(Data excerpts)

------------------------------------------------------------------------

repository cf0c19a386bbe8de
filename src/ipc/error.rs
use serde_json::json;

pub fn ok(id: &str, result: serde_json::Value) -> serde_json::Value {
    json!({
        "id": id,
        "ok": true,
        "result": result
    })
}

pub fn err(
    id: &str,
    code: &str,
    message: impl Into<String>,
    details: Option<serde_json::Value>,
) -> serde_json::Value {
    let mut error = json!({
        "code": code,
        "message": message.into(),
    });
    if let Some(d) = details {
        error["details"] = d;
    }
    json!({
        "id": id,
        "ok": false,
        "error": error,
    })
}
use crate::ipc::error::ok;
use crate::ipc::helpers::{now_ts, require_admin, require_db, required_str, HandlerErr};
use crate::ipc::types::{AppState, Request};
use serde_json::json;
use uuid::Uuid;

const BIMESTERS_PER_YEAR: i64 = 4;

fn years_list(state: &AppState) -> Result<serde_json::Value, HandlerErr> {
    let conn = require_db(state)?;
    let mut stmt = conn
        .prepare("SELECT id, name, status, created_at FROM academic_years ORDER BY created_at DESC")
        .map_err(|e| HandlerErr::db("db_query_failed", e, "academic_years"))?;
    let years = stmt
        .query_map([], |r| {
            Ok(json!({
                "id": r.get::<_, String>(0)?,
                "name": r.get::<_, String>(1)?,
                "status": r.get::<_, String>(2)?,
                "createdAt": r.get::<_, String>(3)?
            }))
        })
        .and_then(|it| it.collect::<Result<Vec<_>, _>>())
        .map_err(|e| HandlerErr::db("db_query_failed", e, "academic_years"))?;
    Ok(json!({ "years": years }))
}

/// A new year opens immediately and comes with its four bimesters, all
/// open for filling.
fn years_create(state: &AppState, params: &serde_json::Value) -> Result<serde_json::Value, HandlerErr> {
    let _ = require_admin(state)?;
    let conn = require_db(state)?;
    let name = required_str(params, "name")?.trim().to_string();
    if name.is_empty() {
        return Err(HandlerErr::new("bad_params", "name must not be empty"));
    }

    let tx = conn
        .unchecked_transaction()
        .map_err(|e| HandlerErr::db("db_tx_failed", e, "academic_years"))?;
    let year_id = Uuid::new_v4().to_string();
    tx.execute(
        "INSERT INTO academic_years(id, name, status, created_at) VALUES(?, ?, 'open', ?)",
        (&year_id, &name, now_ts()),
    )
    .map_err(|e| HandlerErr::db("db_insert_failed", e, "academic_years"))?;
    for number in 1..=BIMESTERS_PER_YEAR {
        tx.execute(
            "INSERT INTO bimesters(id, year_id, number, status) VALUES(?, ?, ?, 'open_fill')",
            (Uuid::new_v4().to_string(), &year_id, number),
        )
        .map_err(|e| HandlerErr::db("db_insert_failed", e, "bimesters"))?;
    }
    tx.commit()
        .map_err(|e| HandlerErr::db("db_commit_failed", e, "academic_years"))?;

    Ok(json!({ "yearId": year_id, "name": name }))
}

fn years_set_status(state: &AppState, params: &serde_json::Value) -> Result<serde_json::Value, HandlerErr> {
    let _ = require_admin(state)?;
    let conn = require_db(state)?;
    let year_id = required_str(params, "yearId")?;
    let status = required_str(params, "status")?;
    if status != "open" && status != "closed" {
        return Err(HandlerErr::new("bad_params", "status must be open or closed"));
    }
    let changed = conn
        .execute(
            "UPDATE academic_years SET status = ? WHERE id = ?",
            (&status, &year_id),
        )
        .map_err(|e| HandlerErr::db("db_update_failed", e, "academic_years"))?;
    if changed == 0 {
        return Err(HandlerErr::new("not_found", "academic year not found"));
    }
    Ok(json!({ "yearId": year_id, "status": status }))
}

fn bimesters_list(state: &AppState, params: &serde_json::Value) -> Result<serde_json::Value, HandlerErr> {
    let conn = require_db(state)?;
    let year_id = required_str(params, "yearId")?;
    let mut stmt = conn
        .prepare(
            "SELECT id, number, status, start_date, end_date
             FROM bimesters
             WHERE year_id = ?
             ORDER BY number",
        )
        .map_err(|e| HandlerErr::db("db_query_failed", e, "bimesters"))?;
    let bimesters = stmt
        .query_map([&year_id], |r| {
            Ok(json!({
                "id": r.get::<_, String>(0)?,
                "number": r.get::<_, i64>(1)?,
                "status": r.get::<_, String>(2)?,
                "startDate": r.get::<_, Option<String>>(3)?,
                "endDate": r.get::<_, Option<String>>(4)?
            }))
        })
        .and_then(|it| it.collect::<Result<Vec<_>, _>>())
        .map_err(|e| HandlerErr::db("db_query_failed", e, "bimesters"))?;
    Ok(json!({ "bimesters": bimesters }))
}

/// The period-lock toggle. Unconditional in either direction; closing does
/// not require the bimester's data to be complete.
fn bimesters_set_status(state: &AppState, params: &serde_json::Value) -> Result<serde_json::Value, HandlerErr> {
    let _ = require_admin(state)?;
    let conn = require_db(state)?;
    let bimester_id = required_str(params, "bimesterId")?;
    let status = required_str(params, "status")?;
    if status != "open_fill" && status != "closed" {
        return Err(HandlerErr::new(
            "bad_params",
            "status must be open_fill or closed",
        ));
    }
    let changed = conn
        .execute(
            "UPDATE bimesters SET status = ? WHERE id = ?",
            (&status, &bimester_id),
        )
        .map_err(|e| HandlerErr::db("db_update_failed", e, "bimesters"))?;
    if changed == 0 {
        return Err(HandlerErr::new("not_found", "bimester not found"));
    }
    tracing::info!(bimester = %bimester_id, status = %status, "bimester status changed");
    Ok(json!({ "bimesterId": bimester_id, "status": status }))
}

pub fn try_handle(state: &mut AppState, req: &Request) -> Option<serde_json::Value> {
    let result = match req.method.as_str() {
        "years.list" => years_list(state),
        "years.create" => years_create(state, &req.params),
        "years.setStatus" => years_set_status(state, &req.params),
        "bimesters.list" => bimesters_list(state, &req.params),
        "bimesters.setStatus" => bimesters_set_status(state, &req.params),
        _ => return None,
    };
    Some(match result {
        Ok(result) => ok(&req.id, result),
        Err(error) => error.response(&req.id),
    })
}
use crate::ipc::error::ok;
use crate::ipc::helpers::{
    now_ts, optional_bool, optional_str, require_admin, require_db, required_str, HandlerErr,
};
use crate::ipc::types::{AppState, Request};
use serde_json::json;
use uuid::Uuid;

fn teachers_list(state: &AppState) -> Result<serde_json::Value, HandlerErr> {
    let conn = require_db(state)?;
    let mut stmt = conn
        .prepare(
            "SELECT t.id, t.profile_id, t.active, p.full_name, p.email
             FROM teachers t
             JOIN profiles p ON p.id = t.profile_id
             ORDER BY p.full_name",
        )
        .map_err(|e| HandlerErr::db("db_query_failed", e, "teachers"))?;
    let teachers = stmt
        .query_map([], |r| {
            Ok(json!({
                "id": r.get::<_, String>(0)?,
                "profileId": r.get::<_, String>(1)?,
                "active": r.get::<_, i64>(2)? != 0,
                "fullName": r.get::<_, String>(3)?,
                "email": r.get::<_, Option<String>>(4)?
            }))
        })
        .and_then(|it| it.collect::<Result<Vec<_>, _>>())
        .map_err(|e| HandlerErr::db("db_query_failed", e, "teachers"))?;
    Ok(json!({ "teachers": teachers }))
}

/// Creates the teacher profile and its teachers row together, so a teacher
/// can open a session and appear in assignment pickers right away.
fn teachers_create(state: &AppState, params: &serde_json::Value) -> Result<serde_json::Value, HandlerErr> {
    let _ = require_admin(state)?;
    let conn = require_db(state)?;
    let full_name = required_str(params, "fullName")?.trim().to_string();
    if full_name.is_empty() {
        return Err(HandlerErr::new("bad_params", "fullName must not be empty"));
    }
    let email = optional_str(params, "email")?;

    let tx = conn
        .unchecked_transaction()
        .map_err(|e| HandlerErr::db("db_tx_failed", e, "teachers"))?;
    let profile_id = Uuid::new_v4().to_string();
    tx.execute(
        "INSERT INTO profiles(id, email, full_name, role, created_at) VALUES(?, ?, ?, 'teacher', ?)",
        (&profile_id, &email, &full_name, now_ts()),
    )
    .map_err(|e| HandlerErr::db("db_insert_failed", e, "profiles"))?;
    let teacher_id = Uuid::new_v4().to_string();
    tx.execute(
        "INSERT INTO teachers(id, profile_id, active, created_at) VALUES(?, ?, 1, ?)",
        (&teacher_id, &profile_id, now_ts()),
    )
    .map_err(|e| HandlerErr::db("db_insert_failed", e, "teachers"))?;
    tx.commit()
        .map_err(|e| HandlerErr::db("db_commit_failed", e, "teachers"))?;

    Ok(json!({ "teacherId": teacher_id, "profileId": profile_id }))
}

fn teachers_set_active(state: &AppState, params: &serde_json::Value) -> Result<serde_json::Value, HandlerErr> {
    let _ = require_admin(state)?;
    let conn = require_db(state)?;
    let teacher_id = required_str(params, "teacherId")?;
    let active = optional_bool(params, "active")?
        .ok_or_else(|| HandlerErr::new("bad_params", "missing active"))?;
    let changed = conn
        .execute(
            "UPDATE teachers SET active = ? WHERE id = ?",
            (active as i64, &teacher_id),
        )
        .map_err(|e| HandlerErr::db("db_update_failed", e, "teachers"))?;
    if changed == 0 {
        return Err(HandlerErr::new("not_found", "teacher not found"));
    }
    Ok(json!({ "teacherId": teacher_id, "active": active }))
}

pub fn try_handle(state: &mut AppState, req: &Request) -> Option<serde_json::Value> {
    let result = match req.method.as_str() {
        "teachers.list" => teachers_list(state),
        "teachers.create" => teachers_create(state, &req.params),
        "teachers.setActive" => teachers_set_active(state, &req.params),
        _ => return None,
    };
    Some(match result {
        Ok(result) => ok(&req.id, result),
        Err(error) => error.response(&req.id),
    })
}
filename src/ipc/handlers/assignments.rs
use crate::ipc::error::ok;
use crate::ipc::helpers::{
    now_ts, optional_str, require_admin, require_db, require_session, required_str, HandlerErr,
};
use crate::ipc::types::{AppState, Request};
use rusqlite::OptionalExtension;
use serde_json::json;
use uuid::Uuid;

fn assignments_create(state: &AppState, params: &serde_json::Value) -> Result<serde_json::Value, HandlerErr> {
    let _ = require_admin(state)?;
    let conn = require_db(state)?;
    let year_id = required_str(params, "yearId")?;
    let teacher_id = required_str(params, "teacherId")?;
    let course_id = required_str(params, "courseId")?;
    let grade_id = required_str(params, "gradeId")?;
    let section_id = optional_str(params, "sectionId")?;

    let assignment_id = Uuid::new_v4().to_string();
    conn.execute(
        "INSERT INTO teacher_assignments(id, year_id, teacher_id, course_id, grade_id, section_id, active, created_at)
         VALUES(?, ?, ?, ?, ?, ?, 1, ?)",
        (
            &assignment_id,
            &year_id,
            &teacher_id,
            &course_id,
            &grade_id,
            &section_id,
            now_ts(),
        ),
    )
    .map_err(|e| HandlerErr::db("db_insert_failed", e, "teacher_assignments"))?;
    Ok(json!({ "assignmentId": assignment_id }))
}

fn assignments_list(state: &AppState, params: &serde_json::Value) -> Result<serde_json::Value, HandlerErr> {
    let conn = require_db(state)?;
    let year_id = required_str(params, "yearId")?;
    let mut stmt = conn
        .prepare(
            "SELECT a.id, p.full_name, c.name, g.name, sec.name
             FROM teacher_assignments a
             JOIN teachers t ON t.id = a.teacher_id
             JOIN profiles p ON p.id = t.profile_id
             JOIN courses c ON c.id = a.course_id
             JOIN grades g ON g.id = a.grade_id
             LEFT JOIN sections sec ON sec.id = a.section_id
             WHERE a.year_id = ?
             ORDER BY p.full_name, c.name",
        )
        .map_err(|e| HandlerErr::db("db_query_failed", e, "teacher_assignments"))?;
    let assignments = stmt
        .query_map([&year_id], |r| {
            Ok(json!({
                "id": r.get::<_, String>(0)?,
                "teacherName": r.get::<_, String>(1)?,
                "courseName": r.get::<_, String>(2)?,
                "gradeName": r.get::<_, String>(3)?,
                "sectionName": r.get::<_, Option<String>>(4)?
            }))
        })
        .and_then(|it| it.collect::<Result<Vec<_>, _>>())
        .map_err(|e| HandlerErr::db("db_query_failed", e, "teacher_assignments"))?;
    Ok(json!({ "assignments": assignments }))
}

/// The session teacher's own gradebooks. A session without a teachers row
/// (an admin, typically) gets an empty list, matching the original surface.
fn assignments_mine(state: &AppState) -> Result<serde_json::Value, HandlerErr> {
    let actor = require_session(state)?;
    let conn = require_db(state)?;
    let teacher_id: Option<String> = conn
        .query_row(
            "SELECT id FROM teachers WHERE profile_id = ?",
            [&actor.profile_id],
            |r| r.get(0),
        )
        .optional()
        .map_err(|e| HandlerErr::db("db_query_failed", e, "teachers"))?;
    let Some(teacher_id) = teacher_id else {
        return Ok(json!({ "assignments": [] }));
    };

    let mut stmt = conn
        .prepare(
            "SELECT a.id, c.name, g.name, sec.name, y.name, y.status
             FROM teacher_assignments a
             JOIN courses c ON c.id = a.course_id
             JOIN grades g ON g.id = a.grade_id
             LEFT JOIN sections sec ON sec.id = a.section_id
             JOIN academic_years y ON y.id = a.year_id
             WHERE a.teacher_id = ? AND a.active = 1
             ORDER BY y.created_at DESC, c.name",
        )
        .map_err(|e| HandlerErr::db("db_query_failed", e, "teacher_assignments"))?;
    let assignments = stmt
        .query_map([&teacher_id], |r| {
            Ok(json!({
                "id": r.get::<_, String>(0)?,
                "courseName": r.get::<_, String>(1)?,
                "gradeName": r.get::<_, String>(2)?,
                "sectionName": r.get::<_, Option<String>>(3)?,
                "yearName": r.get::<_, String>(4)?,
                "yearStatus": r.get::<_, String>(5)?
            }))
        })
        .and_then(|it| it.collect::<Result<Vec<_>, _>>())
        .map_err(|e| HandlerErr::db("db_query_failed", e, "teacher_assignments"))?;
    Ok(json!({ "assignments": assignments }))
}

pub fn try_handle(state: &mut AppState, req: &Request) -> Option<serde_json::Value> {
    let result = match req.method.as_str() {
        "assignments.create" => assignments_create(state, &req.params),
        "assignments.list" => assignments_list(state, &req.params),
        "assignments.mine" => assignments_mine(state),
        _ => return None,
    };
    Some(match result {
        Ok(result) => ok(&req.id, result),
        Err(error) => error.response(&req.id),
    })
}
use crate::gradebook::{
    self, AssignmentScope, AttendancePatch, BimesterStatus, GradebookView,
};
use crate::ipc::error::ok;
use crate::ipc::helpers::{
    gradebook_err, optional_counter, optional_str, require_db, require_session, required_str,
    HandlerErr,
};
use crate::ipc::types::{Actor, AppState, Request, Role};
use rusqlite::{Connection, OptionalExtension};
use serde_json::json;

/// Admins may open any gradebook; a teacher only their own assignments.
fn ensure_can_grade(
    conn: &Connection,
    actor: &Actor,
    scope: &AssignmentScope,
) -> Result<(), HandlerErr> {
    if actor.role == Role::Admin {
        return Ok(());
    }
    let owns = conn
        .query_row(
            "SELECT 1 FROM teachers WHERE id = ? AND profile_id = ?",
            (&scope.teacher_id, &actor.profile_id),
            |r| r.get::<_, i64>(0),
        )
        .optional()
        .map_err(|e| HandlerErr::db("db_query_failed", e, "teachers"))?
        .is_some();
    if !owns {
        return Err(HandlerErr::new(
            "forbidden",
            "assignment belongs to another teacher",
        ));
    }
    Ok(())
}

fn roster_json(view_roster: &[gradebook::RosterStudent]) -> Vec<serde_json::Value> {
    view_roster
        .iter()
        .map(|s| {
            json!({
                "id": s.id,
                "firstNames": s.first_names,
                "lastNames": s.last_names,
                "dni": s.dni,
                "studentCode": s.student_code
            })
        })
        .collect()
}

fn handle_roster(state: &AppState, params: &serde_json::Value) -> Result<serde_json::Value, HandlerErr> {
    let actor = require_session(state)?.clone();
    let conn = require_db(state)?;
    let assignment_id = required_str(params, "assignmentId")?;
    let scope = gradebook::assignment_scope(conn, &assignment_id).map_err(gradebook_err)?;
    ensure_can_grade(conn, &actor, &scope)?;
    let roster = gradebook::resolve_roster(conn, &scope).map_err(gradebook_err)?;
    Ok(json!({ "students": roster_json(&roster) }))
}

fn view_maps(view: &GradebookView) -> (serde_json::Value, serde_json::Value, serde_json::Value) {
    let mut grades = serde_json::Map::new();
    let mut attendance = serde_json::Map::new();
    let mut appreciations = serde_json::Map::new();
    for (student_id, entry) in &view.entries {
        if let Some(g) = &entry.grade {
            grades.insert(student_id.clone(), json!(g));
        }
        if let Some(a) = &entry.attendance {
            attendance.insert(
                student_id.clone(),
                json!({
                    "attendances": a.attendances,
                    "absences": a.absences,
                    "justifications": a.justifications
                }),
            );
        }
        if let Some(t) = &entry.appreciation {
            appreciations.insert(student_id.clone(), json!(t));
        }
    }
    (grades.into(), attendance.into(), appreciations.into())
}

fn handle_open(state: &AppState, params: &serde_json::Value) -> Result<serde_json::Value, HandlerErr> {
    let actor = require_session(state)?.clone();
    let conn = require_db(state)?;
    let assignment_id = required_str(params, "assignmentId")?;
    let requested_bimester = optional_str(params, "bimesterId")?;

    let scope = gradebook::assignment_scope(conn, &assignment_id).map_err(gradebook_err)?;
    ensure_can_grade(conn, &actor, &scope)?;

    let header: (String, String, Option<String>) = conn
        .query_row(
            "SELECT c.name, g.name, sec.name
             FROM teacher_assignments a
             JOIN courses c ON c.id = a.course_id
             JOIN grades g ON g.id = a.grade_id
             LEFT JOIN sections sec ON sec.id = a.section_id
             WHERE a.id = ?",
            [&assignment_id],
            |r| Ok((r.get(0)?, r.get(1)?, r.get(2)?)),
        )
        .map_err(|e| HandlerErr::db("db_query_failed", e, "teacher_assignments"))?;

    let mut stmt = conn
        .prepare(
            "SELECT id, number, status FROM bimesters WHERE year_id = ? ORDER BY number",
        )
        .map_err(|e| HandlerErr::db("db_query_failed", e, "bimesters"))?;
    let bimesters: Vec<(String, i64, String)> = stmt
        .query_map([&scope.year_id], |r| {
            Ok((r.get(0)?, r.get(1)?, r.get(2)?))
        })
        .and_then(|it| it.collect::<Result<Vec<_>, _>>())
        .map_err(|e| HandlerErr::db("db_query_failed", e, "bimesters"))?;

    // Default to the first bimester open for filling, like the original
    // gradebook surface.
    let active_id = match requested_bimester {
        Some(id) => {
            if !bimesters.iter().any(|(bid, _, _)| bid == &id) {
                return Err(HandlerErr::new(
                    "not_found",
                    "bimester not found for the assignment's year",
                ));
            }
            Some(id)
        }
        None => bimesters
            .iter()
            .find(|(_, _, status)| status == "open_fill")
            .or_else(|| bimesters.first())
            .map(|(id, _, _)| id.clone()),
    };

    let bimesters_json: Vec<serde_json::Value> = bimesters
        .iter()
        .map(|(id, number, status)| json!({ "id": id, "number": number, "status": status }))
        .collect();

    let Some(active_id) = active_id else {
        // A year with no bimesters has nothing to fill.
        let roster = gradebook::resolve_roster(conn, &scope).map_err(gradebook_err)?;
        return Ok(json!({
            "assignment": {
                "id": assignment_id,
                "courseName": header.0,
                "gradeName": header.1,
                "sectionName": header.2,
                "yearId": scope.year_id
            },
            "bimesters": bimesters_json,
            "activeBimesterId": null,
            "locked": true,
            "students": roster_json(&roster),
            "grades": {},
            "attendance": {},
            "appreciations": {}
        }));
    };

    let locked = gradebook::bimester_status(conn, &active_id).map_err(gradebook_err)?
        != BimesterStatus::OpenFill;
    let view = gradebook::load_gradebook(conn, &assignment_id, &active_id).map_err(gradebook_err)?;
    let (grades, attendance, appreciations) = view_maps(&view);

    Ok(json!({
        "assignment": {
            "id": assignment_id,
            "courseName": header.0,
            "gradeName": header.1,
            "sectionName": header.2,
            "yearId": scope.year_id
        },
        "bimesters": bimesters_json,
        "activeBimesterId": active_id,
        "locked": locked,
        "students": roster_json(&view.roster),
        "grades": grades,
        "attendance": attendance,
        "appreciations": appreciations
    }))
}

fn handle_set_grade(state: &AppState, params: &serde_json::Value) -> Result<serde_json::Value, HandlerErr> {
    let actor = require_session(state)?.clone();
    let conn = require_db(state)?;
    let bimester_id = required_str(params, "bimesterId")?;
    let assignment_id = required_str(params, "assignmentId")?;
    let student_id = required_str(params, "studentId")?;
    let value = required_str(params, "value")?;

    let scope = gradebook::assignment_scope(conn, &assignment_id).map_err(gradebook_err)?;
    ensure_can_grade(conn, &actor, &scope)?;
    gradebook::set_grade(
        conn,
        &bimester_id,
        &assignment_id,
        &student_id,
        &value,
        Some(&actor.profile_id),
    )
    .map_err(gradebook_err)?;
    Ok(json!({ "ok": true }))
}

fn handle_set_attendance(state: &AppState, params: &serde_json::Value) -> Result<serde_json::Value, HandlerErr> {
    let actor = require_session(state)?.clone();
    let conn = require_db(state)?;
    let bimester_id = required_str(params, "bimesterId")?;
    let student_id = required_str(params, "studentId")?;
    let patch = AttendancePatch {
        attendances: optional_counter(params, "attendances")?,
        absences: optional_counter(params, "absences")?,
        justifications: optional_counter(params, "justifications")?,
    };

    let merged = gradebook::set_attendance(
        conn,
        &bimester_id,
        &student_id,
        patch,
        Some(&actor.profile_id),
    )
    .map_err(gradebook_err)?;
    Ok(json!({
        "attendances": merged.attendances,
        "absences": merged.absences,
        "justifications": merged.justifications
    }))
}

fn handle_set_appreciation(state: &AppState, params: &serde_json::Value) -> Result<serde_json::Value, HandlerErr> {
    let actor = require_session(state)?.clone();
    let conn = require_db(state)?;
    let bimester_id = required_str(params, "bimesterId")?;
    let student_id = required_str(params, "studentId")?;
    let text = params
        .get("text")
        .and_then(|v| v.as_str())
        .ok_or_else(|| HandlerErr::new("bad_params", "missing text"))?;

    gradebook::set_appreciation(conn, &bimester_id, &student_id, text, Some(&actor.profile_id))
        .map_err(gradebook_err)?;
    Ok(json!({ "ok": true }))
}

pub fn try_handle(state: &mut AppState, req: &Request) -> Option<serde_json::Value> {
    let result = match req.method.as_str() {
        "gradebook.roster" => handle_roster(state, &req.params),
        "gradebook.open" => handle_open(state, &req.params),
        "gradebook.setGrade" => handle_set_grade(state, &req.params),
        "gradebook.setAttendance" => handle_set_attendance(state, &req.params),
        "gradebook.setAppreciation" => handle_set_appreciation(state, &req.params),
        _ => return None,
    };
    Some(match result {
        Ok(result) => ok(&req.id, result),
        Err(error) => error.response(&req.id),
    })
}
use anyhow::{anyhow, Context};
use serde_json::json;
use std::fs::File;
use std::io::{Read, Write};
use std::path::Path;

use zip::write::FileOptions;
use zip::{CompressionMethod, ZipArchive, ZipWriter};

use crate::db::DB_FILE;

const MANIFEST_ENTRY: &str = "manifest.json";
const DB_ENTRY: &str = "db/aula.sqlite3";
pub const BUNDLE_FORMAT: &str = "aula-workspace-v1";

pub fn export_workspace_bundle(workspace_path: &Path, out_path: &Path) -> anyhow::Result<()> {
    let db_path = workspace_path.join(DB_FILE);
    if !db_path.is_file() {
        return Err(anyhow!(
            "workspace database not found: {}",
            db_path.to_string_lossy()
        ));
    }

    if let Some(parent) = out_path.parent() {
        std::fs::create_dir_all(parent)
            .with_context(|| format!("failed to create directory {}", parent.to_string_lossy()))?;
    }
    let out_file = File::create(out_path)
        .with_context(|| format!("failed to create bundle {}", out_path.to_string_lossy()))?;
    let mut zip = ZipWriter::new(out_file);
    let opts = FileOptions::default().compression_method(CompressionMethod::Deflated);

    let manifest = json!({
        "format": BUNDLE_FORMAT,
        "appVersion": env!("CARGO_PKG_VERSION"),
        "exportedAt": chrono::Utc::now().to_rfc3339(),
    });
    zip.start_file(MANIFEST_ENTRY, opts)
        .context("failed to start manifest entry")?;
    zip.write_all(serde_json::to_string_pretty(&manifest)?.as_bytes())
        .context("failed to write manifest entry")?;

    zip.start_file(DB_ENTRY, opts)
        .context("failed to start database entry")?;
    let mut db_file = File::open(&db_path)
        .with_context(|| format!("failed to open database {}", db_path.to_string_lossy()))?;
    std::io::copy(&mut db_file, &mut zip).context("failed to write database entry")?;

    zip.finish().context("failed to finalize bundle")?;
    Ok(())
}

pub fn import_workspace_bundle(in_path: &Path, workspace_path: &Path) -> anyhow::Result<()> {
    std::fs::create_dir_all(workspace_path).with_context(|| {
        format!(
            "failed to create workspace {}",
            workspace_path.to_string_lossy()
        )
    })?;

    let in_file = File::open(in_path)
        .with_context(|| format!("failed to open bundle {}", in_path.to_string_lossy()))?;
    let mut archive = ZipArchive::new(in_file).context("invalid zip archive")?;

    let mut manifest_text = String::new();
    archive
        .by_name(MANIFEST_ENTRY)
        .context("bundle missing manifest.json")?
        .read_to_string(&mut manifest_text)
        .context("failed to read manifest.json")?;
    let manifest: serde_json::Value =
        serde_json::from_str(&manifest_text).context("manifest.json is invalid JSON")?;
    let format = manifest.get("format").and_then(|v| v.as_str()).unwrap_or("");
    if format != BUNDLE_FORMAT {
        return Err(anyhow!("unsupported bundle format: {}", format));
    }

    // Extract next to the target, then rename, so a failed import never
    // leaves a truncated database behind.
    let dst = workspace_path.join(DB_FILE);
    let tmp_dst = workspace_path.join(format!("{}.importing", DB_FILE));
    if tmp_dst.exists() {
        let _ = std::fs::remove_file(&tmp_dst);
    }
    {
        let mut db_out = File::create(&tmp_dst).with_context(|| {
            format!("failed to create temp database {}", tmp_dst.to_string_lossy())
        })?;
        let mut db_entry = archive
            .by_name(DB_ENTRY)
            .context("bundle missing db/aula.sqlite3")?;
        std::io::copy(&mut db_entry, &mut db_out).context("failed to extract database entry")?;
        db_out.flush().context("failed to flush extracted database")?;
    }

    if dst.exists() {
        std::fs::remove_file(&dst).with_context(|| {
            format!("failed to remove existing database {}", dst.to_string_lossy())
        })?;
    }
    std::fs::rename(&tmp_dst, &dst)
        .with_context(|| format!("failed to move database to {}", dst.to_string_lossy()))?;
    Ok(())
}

------------------------------------------------------------------------

● Exercise directions:
From the data, collect all lines where the string "trim" appears.

● Solution for this problem:
    let name = required_str(params, "name")?.trim().to_string();
    let full_name = required_str(params, "fullName")?.trim().to_string();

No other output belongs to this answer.